Graphic novels is a genre that I just kind of stumbled into, and I am IN LOVE with them. Like seriously. Over the past year I have read so many graphic novels that have been just as emotional of a read as a contemporary YA fiction book. The authors and illustrators of these books have such a talent for telling a story through short sentences and illustrations. It is quite a feat to create a graphic novel that invokes emotion from the reader and tells a comprehensive story, which is why I wanted to feature these books separately.
I did a post about a graphic novelist and illustrator that I discovered earlier this year, Faith Erin Hicks (review here). So here are the other graphic novels that I have read and loved this year!
Bake Sale by Sara Varon
“Cupcake’s life is pretty good. He’s got his bakery, and his band, and his best friend, Eggplant. His days are full of cooking, socializing, and playing music. But lately, Cupcake has been struggling in the kitchen. He’s sure the solution to all his problems is out there somewhere. But maybe that solution is hiding closer to home.”
My Snippet Review: Okay, first of all, I love the fact that this is a story about a cupcake and an eggplant. It is just so dang adorable! This is the story of friendship, of following dreams, and of the sacrifices one must make to follow those dreams. Plus, it has a couple of recipes in the back, which is always FANTASTIC! Just a darn cute read!

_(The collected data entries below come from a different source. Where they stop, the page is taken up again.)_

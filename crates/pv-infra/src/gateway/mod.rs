mod gemini_poem_generator;

pub use gemini_poem_generator::{GeminiPoemGenerator, POEM_PROMPT};
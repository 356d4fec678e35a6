use async_trait::async_trait;

use super::PhotoReadError;
use crate::photo::PhotoFile;

#[async_trait]
pub trait PhotoReaderPort: Send + Sync {
    /// Reads the full byte content of a selected photo.
    async fn read(&self, file: &PhotoFile) -> Result<Vec<u8>, PhotoReadError>;
}
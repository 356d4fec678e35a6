use std::sync::Arc;

use pv_core::poem::SavedPoem;

use crate::collection::SavedPoems;

pub struct ListSavedPoems {
    poems: SavedPoems,
}

impl ListSavedPoems {
    pub fn new(poems: SavedPoems) -> Self {
        Self { poems }
    }

    /// Newest first.
    pub async fn execute(&self) -> Arc<Vec<SavedPoem>> {
        self.poems.list().await
    }
}
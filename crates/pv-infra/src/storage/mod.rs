mod file_kv_store;
mod memory_kv_store;

pub use file_kv_store::FileKeyValueStore;
pub use memory_kv_store::InMemoryKeyValueStore;
use pv_core::ids::PoemId;
use tracing::info;

use crate::collection::SavedPoems;

pub struct DeleteSavedPoem {
    poems: SavedPoems,
}

impl DeleteSavedPoem {
    pub fn new(poems: SavedPoems) -> Self {
        Self { poems }
    }

    /// Returns `true` when a record was removed. Unknown ids are a no-op.
    #[tracing::instrument(
        name = "usecase.delete_saved_poem.execute",
        skip_all,
        fields(poem_id = %id)
    )]
    pub async fn execute(&self, id: &PoemId) -> bool {
        let removed = self.poems.delete(id).await;
        info!(poem_id = %id, removed, "Processed saved poem deletion");
        removed
    }
}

Robot Dreams by Sara Varon
“Richly endearing and full of surprises, Robot Dreams follows an ill-fated friendship between a dog and robot. After a Labor Day jaunt to the beach leaves Robot rusty and immobilized in the sand, Dog, unsure what to do, abandons him. As the seasons pass, Dog tries to replace his friend, making and losing a series of new ones, from a melting snowman to epicurean anteaters. Meanwhile, Robot passes his time daydreaming, escaping to better places…Through interwoven journeys, the two characters long to recover from their day at the beach.
Although its adorable characters and playful charm will win over young readers, Robot Dreams speaks universally to the fragile nature of friendship, loss, and redemption.”
My Snippet Review: This is one of those stories that stuck with me for a while after I finished. This is a wordless novel, and boy does it pack an emotional punch! Such a precious story of friendship and loss, but one with such an uplifting spirit. This is one of my favorite reads of this year, period. It is just so beautiful.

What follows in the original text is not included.